A 4.2.3 Bank’s Updating of the Risk Assessment An effective AML/CFT compliance program controls risks associated with the bank’s products, services, customers, and geographic locations. An effective risk assessment, therefore, should be an ongoing process, not a one-time exercise. When new products and services are introduced, existing products and services change, high-risk customers open and close accounts, or the bank expands through mergers and acquisitions, management should update its risk assessment to identify changes in the bank’s risk profile. Even in the absence of such changes, it is a sound practice for banks to reassess their ML/FT risks at least every 12 to 18 months.

A 4.2.4 Examiner Determination of the Bank’s ML/FT Aggregate Risk Profile In some countries, especially in the US, examiners, during finalizing the examination phase of the AML/CFT inspection, should assess whether the controls of the bank’s AML/CFT compliance program are appropriate to manage and mitigate its ML/FT risks, and so determine an aggregate risk profile for the bank. This aggregate risk profile takes into consideration the risk assessment developed by the bank and then factors in the adequacy of the AML/CFT compliance program. Examiners, based on the risk assessment, should determine whether the bank’s AML/CFT compliance program will appropriately mitigate the ML/FT risks.
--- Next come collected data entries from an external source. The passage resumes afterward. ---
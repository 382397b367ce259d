//! Rule bodies: blocks, alternatives and the elements inside them.
//!
//! Literal text is kept exactly as written (quotes and escapes included);
//! decoding happens during construction so errors can point at the source.

use serde::{Deserialize, Serialize};

use super::Span;
use super::quantifier::Quantifier;

#[derive(Debug, Clone, PartialEq, Eq, Serialize, Deserialize)]
pub struct Block {
    pub alts: Vec<Alternative>,
    #[serde(default)]
    pub span: Span,
}

impl Block {
    pub fn new(alts: Vec<Alternative>) -> Self {
        Self {
            alts,
            span: Span::default(),
        }
    }

    /// Block with a single alternative.
    pub fn seq(elements: Vec<Element>) -> Self {
        Self::new(vec![Alternative::new(elements)])
    }

    pub fn at(mut self, span: Span) -> Self {
        self.span = span;
        self
    }
}

#[derive(Debug, Clone, PartialEq, Eq, Serialize, Deserialize)]
pub struct Alternative {
    pub elements: Vec<Element>,
    /// Lexer commands after `->`, in source order.
    #[serde(default)]
    pub commands: Vec<LexerCommand>,
    #[serde(default)]
    pub span: Span,
}

impl Alternative {
    pub fn new(elements: Vec<Element>) -> Self {
        Self {
            elements,
            commands: Vec::new(),
            span: Span::default(),
        }
    }

    pub fn command(mut self, command: LexerCommand) -> Self {
        self.commands.push(command);
        self
    }

    pub fn at(mut self, span: Span) -> Self {
        self.span = span;
        self
    }

    /// An alternative made of a single `.`.
    pub fn is_bare_wildcard(&self) -> bool {
        matches!(self.elements.as_slice(), [e] if matches!(e.kind, ElementKind::Wildcard))
    }
}

/// `-> name` or `-> name(arg)`.
#[derive(Debug, Clone, PartialEq, Eq, Serialize, Deserialize)]
pub struct LexerCommand {
    pub name: String,
    #[serde(default)]
    pub arg: Option<String>,
    #[serde(default)]
    pub span: Span,
}

impl LexerCommand {
    pub fn new(name: impl Into<String>) -> Self {
        Self {
            name: name.into(),
            arg: None,
            span: Span::default(),
        }
    }

    pub fn with_arg(name: impl Into<String>, arg: impl Into<String>) -> Self {
        Self {
            arg: Some(arg.into()),
            ..Self::new(name)
        }
    }

    pub fn at(mut self, span: Span) -> Self {
        self.span = span;
        self
    }
}

#[derive(Debug, Clone, PartialEq, Eq, Serialize, Deserialize)]
pub struct Element {
    pub kind: ElementKind,
    #[serde(default)]
    pub span: Span,
}

#[derive(Debug, Clone, PartialEq, Eq, Serialize, Deserialize)]
#[serde(rename_all = "snake_case")]
pub enum ElementKind {
    /// `ID`, or `EOF`.
    TokenRef(String),
    /// `'abc'`, quotes included.
    StringLiteral(String),
    /// `expr` or `expr<p=3>`.
    RuleRef {
        name: String,
        #[serde(default)]
        precedence: Option<i32>,
    },
    Wildcard,
    /// `'a'..'z'` in a lexer, `A..B` in a parser.
    Range { from: String, to: String },
    /// `(A | 'b' | 'c'..'f')` collapsed into a set.
    Set(Vec<SetElement>),
    /// `~x` or `~(...)`.
    NotSet(Vec<SetElement>),
    /// `[a-z\p{Lu}]`, brackets included.
    CharSet(String),
    /// `( ... )` with an optional quantifier.
    Block {
        block: Block,
        #[serde(default)]
        quantifier: Option<Quantifier>,
    },
    /// `{ ... }`, text without braces.
    Action(String),
    /// `{ ... }?` or `{ ... }?<p=2>`.
    Predicate {
        text: String,
        #[serde(default)]
        precedence: Option<i32>,
    },
}

impl Element {
    pub fn new(kind: ElementKind) -> Self {
        Self {
            kind,
            span: Span::default(),
        }
    }

    pub fn token(name: impl Into<String>) -> Self {
        Self::new(ElementKind::TokenRef(name.into()))
    }

    pub fn literal(text: impl Into<String>) -> Self {
        Self::new(ElementKind::StringLiteral(text.into()))
    }

    pub fn rule(name: impl Into<String>) -> Self {
        Self::new(ElementKind::RuleRef {
            name: name.into(),
            precedence: None,
        })
    }

    pub fn rule_with_precedence(name: impl Into<String>, precedence: i32) -> Self {
        Self::new(ElementKind::RuleRef {
            name: name.into(),
            precedence: Some(precedence),
        })
    }

    pub fn wildcard() -> Self {
        Self::new(ElementKind::Wildcard)
    }

    pub fn range(from: impl Into<String>, to: impl Into<String>) -> Self {
        Self::new(ElementKind::Range {
            from: from.into(),
            to: to.into(),
        })
    }

    pub fn set(elements: Vec<SetElement>) -> Self {
        Self::new(ElementKind::Set(elements))
    }

    pub fn not(elements: Vec<SetElement>) -> Self {
        Self::new(ElementKind::NotSet(elements))
    }

    pub fn char_set(text: impl Into<String>) -> Self {
        Self::new(ElementKind::CharSet(text.into()))
    }

    pub fn block(block: Block) -> Self {
        Self::new(ElementKind::Block {
            block,
            quantifier: None,
        })
    }

    pub fn quantified(block: Block, quantifier: Quantifier) -> Self {
        Self::new(ElementKind::Block {
            block,
            quantifier: Some(quantifier),
        })
    }

    pub fn action(text: impl Into<String>) -> Self {
        Self::new(ElementKind::Action(text.into()))
    }

    pub fn predicate(text: impl Into<String>) -> Self {
        Self::new(ElementKind::Predicate {
            text: text.into(),
            precedence: None,
        })
    }

    pub fn precedence_predicate(precedence: i32) -> Self {
        Self::new(ElementKind::Predicate {
            text: String::new(),
            precedence: Some(precedence),
        })
    }

    pub fn at(mut self, span: Span) -> Self {
        self.span = span;
        self
    }
}

/// One member of a `Set`/`NotSet` element.
#[derive(Debug, Clone, PartialEq, Eq, Serialize, Deserialize)]
pub struct SetElement {
    pub kind: SetElementKind,
    #[serde(default)]
    pub span: Span,
}

#[derive(Debug, Clone, PartialEq, Eq, Serialize, Deserialize)]
#[serde(rename_all = "snake_case")]
pub enum SetElementKind {
    TokenRef(String),
    StringLiteral(String),
    Range { from: String, to: String },
    CharSet(String),
}

impl SetElement {
    pub fn new(kind: SetElementKind) -> Self {
        Self {
            kind,
            span: Span::default(),
        }
    }

    pub fn token(name: impl Into<String>) -> Self {
        Self::new(SetElementKind::TokenRef(name.into()))
    }

    pub fn literal(text: impl Into<String>) -> Self {
        Self::new(SetElementKind::StringLiteral(text.into()))
    }

    pub fn range(from: impl Into<String>, to: impl Into<String>) -> Self {
        Self::new(SetElementKind::Range {
            from: from.into(),
            to: to.into(),
        })
    }

    pub fn char_set(text: impl Into<String>) -> Self {
        Self::new(SetElementKind::CharSet(text.into()))
    }

    pub fn at(mut self, span: Span) -> Self {
        self.span = span;
        self
    }

    /// Source spelling, used when a diagnostic quotes the whole set.
    pub fn text(&self) -> String {
        match &self.kind {
            SetElementKind::TokenRef(text)
            | SetElementKind::StringLiteral(text)
            | SetElementKind::CharSet(text) => text.clone(),
            SetElementKind::Range { from, to } => format!("{from}..{to}"),
        }
    }
}
//! Sets of integers stored as sorted, disjoint, inclusive intervals.
//!
//! Used both for token-type sets (parser) and code-point sets (lexer).
//! Adjacent intervals are merged on insertion, so two sets holding the same
//! elements compare equal and hash identically.

use std::fmt;

use serde::{Deserialize, Serialize};

/// Inclusive interval `start..=end`.
#[derive(Debug, Clone, Copy, PartialEq, Eq, Hash, PartialOrd, Ord, Serialize, Deserialize)]
pub struct Interval {
    pub start: i32,
    pub end: i32,
}

impl Interval {
    pub fn new(start: i32, end: i32) -> Self {
        Self { start, end }
    }

    pub fn len(&self) -> usize {
        if self.end < self.start {
            return 0;
        }
        (i64::from(self.end) - i64::from(self.start) + 1) as usize
    }

    pub fn is_empty(&self) -> bool {
        self.end < self.start
    }

    pub fn contains(&self, value: i32) -> bool {
        self.start <= value && value <= self.end
    }

    /// Overlapping or touching.
    fn merges_with(&self, other: &Interval) -> bool {
        i64::from(self.start) <= i64::from(other.end) + 1
            && i64::from(other.start) <= i64::from(self.end) + 1
    }
}

#[derive(Debug, Clone, Default, PartialEq, Eq, Hash, Serialize, Deserialize)]
pub struct IntervalSet {
    intervals: Vec<Interval>,
}

impl IntervalSet {
    pub fn new() -> Self {
        Self::default()
    }

    pub fn of(value: i32) -> Self {
        Self::range(value, value)
    }

    pub fn range(start: i32, end: i32) -> Self {
        let mut set = Self::new();
        set.add_range(start, end);
        set
    }

    pub fn add(&mut self, value: i32) {
        self.add_range(value, value);
    }

    /// Adds `start..=end`. Inverted bounds are ignored.
    pub fn add_range(&mut self, start: i32, end: i32) {
        if end < start {
            return;
        }
        let mut merged = Interval::new(start, end);
        let lo = self
            .intervals
            .partition_point(|iv| i64::from(iv.end) + 1 < i64::from(merged.start));
        let mut hi = lo;
        while hi < self.intervals.len() && self.intervals[hi].merges_with(&merged) {
            merged.start = merged.start.min(self.intervals[hi].start);
            merged.end = merged.end.max(self.intervals[hi].end);
            hi += 1;
        }
        self.intervals.splice(lo..hi, std::iter::once(merged));
    }

    pub fn add_all(&mut self, other: &IntervalSet) {
        for iv in &other.intervals {
            self.add_range(iv.start, iv.end);
        }
    }

    pub fn contains(&self, value: i32) -> bool {
        let idx = self.intervals.partition_point(|iv| iv.end < value);
        self.intervals.get(idx).is_some_and(|iv| iv.contains(value))
    }

    /// True when any element of `start..=end` is already present.
    pub fn intersects_range(&self, start: i32, end: i32) -> bool {
        if end < start {
            return false;
        }
        let idx = self.intervals.partition_point(|iv| iv.end < start);
        self.intervals.get(idx).is_some_and(|iv| iv.start <= end)
    }

    /// Elements of `min..=max` not in this set.
    pub fn complement(&self, min: i32, max: i32) -> IntervalSet {
        IntervalSet::range(min, max).subtract(self)
    }

    pub fn subtract(&self, other: &IntervalSet) -> IntervalSet {
        let mut result = IntervalSet::new();
        for iv in &self.intervals {
            let mut start = i64::from(iv.start);
            let end = i64::from(iv.end);
            for cut in &other.intervals {
                let (cut_start, cut_end) = (i64::from(cut.start), i64::from(cut.end));
                if cut_end < start || cut_start > end {
                    continue;
                }
                if cut_start > start {
                    result.add_range(start as i32, (cut_start - 1) as i32);
                }
                start = start.max(cut_end + 1);
                if start > end {
                    break;
                }
            }
            if start <= end {
                result.add_range(start as i32, end as i32);
            }
        }
        result
    }

    pub fn or(&self, other: &IntervalSet) -> IntervalSet {
        let mut result = self.clone();
        result.add_all(other);
        result
    }

    pub fn intervals(&self) -> &[Interval] {
        &self.intervals
    }

    pub fn is_empty(&self) -> bool {
        self.intervals.is_empty()
    }

    /// Number of elements, not intervals.
    pub fn len(&self) -> usize {
        self.intervals.iter().map(Interval::len).sum()
    }

    pub fn min_element(&self) -> Option<i32> {
        self.intervals.first().map(|iv| iv.start)
    }

    pub fn max_element(&self) -> Option<i32> {
        self.intervals.last().map(|iv| iv.end)
    }

    /// The single element, if the set holds exactly one.
    pub fn single_element(&self) -> Option<i32> {
        match self.intervals.as_slice() {
            [iv] if iv.start == iv.end => Some(iv.start),
            _ => None,
        }
    }

    pub fn iter(&self) -> impl Iterator<Item = i32> + '_ {
        self.intervals.iter().flat_map(|iv| iv.start..=iv.end)
    }
}

impl FromIterator<i32> for IntervalSet {
    fn from_iter<T: IntoIterator<Item = i32>>(iter: T) -> Self {
        let mut set = IntervalSet::new();
        for v in iter {
            set.add(v);
        }
        set
    }
}

impl fmt::Display for IntervalSet {
    fn fmt(&self, f: &mut fmt::Formatter<'_>) -> fmt::Result {
        if self.intervals.len() != 1 {
            f.write_str("{")?;
        }
        for (i, iv) in self.intervals.iter().enumerate() {
            if i > 0 {
                f.write_str(", ")?;
            }
            if iv.start == iv.end {
                write!(f, "{}", iv.start)?;
            } else {
                write!(f, "{}..{}", iv.start, iv.end)?;
            }
        }
        if self.intervals.len() != 1 {
            f.write_str("}")?;
        }
        Ok(())
    }
}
As long as the bank’s AML/CFT compliance program adequately identifies, measures, monitors, and controls this risk as part of a deliberate risk strategy, the existence of ML/FT risk within the aggregate risk profile should not be criticized. On the other hand, when the risks are not appropriately controlled, examiners must communicate the need to mitigate ML/FT risk to the bank’s management and board of directors.